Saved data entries
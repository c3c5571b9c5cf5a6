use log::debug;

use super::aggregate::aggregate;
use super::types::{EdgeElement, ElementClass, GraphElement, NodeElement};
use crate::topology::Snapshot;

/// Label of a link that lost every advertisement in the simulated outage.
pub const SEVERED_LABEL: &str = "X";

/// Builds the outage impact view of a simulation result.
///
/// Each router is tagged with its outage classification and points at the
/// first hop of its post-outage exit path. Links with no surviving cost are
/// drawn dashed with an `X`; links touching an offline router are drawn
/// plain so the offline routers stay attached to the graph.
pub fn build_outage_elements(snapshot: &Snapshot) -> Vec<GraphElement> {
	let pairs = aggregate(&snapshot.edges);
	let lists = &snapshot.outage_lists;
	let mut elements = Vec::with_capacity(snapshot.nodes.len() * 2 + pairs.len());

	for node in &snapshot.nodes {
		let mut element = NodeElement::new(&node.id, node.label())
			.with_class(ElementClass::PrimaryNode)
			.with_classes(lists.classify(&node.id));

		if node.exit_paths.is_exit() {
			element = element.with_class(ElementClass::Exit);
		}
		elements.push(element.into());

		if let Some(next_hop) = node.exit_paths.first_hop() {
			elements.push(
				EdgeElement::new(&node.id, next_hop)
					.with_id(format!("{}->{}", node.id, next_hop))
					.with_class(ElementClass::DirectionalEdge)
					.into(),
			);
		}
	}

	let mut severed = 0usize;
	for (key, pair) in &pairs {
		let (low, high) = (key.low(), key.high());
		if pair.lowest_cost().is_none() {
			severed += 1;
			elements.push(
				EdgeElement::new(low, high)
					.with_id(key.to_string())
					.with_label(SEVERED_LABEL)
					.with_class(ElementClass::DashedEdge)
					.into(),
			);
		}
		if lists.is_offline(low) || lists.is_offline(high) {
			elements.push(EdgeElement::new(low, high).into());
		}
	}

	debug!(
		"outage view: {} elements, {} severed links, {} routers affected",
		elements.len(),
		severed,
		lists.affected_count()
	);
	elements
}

==

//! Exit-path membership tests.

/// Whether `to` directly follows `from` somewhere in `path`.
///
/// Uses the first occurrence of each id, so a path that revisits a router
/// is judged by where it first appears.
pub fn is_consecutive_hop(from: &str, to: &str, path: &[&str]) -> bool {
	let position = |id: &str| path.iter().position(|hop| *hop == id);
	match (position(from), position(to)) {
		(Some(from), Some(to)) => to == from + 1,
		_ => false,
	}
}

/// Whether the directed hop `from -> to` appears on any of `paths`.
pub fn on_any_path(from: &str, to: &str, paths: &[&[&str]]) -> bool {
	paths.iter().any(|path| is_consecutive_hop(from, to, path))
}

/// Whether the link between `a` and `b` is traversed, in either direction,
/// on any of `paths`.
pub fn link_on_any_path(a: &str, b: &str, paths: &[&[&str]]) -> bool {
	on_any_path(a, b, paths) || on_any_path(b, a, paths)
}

### Required action
Which lines above run from the one containing "repository c3c5571b9c5cf5a6" down to the one containing "the simulated outage."? Repeat exactly those, both ends included, and nothing else.

### Output for this task
repository c3c5571b9c5cf5a6
use log::debug;

use super::aggregate::aggregate;
use super::types::{EdgeElement, ElementClass, GraphElement, NodeElement};
use crate::topology::Snapshot;

/// Label of a link that lost every advertisement in the simulated outage.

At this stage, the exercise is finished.